20161216

Day 956

Of all the places to find seaweed strewn hallways, (where every inch of the carpet has a fine layer of sand and smatterings of pebbles lightly dusted with barnacles, where you can almost feel the ocean spray against your face with every salty breath you take) a former hospital in a landlocked county several hundred miles from the sea isn't high on the list.

It used to be called Saint Agatha's Hospital and ran from 1778-1915 when WWI forced them to relocate or risk stray bombings from planes aiming for London. That was the cover story anyway, the nurses journals from that time showed that a great deal of the patients claimed that they could hear the sea whenever they were near the windows. The elderly were most vulnerable to this "mass delusion" as they nurses put it, often begging to be relocated to the coast and trying to escape to there if they were openly denied.

Despite the great pains they took to keep the "mass delusion" quiet, word still got out and the local council sent for doctor after psychiatrist after inspector to determine the cause of this. At first they thought it might be a gas leak, contaminated water and even a fungal infection in their bread but nothing concrete was ever claimed as the reason, just general war-based panic showing itself in the form of this oceanic craving.

The few surviving reports from the inspections read like a bad screenplay where every actor succumbed to stage fright and forgot how to do their part properly. Handwriting graduated from perfect italics to something akin to a spider falling in and out of an inkwell, tenses switched five times in one sentence and often the point of the report was lost to the author deciding to take a trip to the sea and using the report to plan out what they would do there.

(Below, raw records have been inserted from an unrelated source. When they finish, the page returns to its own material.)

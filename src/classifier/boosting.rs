//! Gradient-boosted decision stumps
//!
//! Additive model over depth-one regression trees fitted to residuals.
//! The split search is exhaustive over every feature and every boundary
//! between adjacent sorted values, so training is deterministic for a given
//! dataset; no sampling is involved.

use ndarray::{Array1, Array2};
use serde::{Deserialize, Serialize};

use crate::config::BoostingParams;
use crate::error::{Error, Result};

/// A single depth-one regression tree
#[derive(Debug, Clone, Serialize, Deserialize)]
struct Stump {
    feature_index: usize,
    threshold: f64,
    left_value: f64,
    right_value: f64,
}

impl Stump {
    fn predict(&self, row: &[f64]) -> f64 {
        if row[self.feature_index] <= self.threshold {
            self.left_value
        } else {
            self.right_value
        }
    }
}

/// A fitted gradient boosting model
#[derive(Debug, Clone, Serialize, Deserialize)]
pub struct BoostedStumps {
    stumps: Vec<Stump>,
    /// Mean of the training targets, the additive model's starting point
    base_score: f64,
    /// Shrinkage applied to each stump's contribution
    learning_rate: f64,
    /// Split-usage counts per feature column
    split_counts: Vec<usize>,
}

impl BoostedStumps {
    /// Fit on a dense feature matrix and 0/1 targets
    pub fn fit(x: &Array2<f64>, y: &Array1<f64>, params: &BoostingParams) -> Result<Self> {
        if x.nrows() == 0 || x.ncols() == 0 {
            return Err(Error::Training(
                "cannot fit boosted stumps on an empty matrix".to_string(),
            ));
        }
        if x.nrows() != y.len() {
            return Err(Error::Training(format!(
                "feature matrix has {} rows but target has {}",
                x.nrows(),
                y.len()
            )));
        }

        let n_samples = x.nrows();
        let n_features = x.ncols();
        let base_score = y.sum() / n_samples as f64;

        let rows: Vec<Vec<f64>> = (0..n_samples).map(|i| x.row(i).to_vec()).collect();
        let mut predictions = vec![base_score; n_samples];
        let mut stumps = Vec::with_capacity(params.n_trees);
        let mut split_counts = vec![0usize; n_features];

        for _ in 0..params.n_trees {
            let residuals: Vec<f64> = y
                .iter()
                .zip(predictions.iter())
                .map(|(&target, &pred)| target - pred)
                .collect();

            let Some(stump) = best_stump(&rows, &residuals, n_features) else {
                break;
            };

            for (prediction, row) in predictions.iter_mut().zip(rows.iter()) {
                *prediction =
                    (*prediction + params.learning_rate * stump.predict(row)).clamp(0.0, 1.0);
            }

            split_counts[stump.feature_index] += 1;
            stumps.push(stump);
        }

        Ok(Self {
            stumps,
            base_score,
            learning_rate: params.learning_rate,
            split_counts,
        })
    }

    /// Predict probabilities for a dense feature matrix
    pub fn predict_proba(&self, x: &Array2<f64>) -> Result<Array1<f64>> {
        if x.ncols() != self.split_counts.len() {
            return Err(Error::Training(format!(
                "matrix has {} columns, model expects {}",
                x.ncols(),
                self.split_counts.len()
            )));
        }

        let scores: Vec<f64> = (0..x.nrows())
            .map(|i| {
                let row = x.row(i).to_vec();
                let mut score = self.base_score;
                for stump in &self.stumps {
                    score = (score + self.learning_rate * stump.predict(&row)).clamp(0.0, 1.0);
                }
                score
            })
            .collect();

        Ok(Array1::from_vec(scores))
    }

    /// Normalized split-usage importance per feature column
    #[must_use]
    pub fn importance(&self) -> Vec<f64> {
        let total: usize = self.split_counts.iter().sum();
        if total == 0 {
            return vec![0.0; self.split_counts.len()];
        }
        self.split_counts
            .iter()
            .map(|&count| count as f64 / total as f64)
            .collect()
    }

    /// Number of fitted stumps
    #[must_use]
    pub fn n_trees(&self) -> usize {
        self.stumps.len()
    }
}

/// Exhaustive least-squares split search over all features.
///
/// Thresholds are midpoints between adjacent distinct sorted values, so a
/// strict improvement comparison makes the winner independent of input
/// row order.
fn best_stump(rows: &[Vec<f64>], residuals: &[f64], n_features: usize) -> Option<Stump> {
    let mut best: Option<(f64, Stump)> = None;

    for feature_index in 0..n_features {
        let mut values: Vec<(f64, f64)> = rows
            .iter()
            .zip(residuals.iter())
            .map(|(row, &residual)| (row[feature_index], residual))
            .collect();
        values.sort_by(|a, b| a.0.total_cmp(&b.0));

        let total_sum: f64 = residuals.iter().sum();
        let mut left_sum = 0.0;
        let mut left_count = 0usize;

        for window in 0..values.len().saturating_sub(1) {
            left_sum += values[window].1;
            left_count += 1;

            // Only split between distinct feature values
            if values[window].0 >= values[window + 1].0 {
                continue;
            }

            let right_count = values.len() - left_count;
            let right_sum = total_sum - left_sum;
            let left_mean = left_sum / left_count as f64;
            let right_mean = right_sum / right_count as f64;

            // Minimizing SSE is maximizing this score for a fixed dataset
            let score = left_mean * left_sum + right_mean * right_sum;

            let improves = match &best {
                Some((best_score, _)) => score > *best_score,
                None => true,
            };
            if improves {
                let threshold = (values[window].0 + values[window + 1].0) / 2.0;
                best = Some((
                    score,
                    Stump {
                        feature_index,
                        threshold,
                        left_value: left_mean,
                        right_value: right_mean,
                    },
                ));
            }
        }
    }

    best.map(|(_, stump)| stump)
}

#[cfg(test)]
mod tests {
    use super::*;
    use ndarray::array;

    fn step_data() -> (Array2<f64>, Array1<f64>) {
        // Label is 1 exactly when the first feature exceeds 3
        let x = Array2::from_shape_vec(
            (8, 2),
            vec![
                0.0, 9.0, 1.0, 4.0, 2.0, 7.0, 3.0, 1.0, 4.0, 8.0, 5.0, 2.0, 6.0, 6.0, 7.0, 3.0,
            ],
        )
        .unwrap();
        let y = array![0.0, 0.0, 0.0, 0.0, 1.0, 1.0, 1.0, 1.0];
        (x, y)
    }

    #[test]
    fn learns_a_step_function() {
        let (x, y) = step_data();
        let params = BoostingParams {
            n_trees: 50,
            learning_rate: 0.3,
        };

        let model = BoostedStumps::fit(&x, &y, &params).unwrap();
        let proba = model.predict_proba(&x).unwrap();

        for (p, &t) in proba.iter().zip(y.iter()) {
            assert_eq!(i32::from(*p >= 0.5), t as i32);
        }
    }

    #[test]
    fn training_is_deterministic() {
        let (x, y) = step_data();
        let params = BoostingParams::default();

        let a = BoostedStumps::fit(&x, &y, &params).unwrap();
        let b = BoostedStumps::fit(&x, &y, &params).unwrap();

        assert_eq!(
            a.predict_proba(&x).unwrap(),
            b.predict_proba(&x).unwrap()
        );
    }

    #[test]
    fn importance_concentrates_on_the_informative_feature() {
        let (x, y) = step_data();
        let model = BoostedStumps::fit(
            &x,
            &y,
            &BoostingParams {
                n_trees: 30,
                learning_rate: 0.2,
            },
        )
        .unwrap();

        let importance = model.importance();
        assert_eq!(importance.len(), 2);
        assert!(importance[0] > importance[1]);
        assert!((importance.iter().sum::<f64>() - 1.0).abs() < 1e-9);
    }

    #[test]
    fn serde_round_trip_preserves_predictions() {
        let (x, y) = step_data();
        let model = BoostedStumps::fit(&x, &y, &BoostingParams::default()).unwrap();

        let json = serde_json::to_string(&model).unwrap();
        let loaded: BoostedStumps = serde_json::from_str(&json).unwrap();

        assert_eq!(
            model.predict_proba(&x).unwrap(),
            loaded.predict_proba(&x).unwrap()
        );
    }

    #[test]
    fn empty_matrix_is_a_training_error() {
        let x = Array2::<f64>::zeros((0, 2));
        let y = Array1::<f64>::zeros(0);
        assert!(BoostedStumps::fit(&x, &y, &BoostingParams::default()).is_err());
    }
}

Ever report claimed that the author felt in dire need of a break and that when they got to the sea they would just dive right in and bask in the cool, calm waves. It was like the war had completely slipped their minds, much unlike the nurses whose journals showed that they mostly put down their oceanic cravings to tiredness and spending too much time at work.

It was around eight months after the hospital finished moving out that the sea began moving in, starting with the tang of salt in the air and slowly working up to its present state. Present day urban explorers have claimed that there are some intensely realistic murals of the coast in some of the patient rooms in the heart of St Agatha's that look like you just step into them. Very few of those people live inland, most choosing to move to seaside towns, caravan parks and even renovated lighthouses.

Whatever is inside of St Agatha's came from the sea and brought the sea with it.
Now it brings us to the sea for reasons we can't fully explain and don't want to think about.
All that matters is the way the waves brush against the shell-strewn sand and how cool the water feels.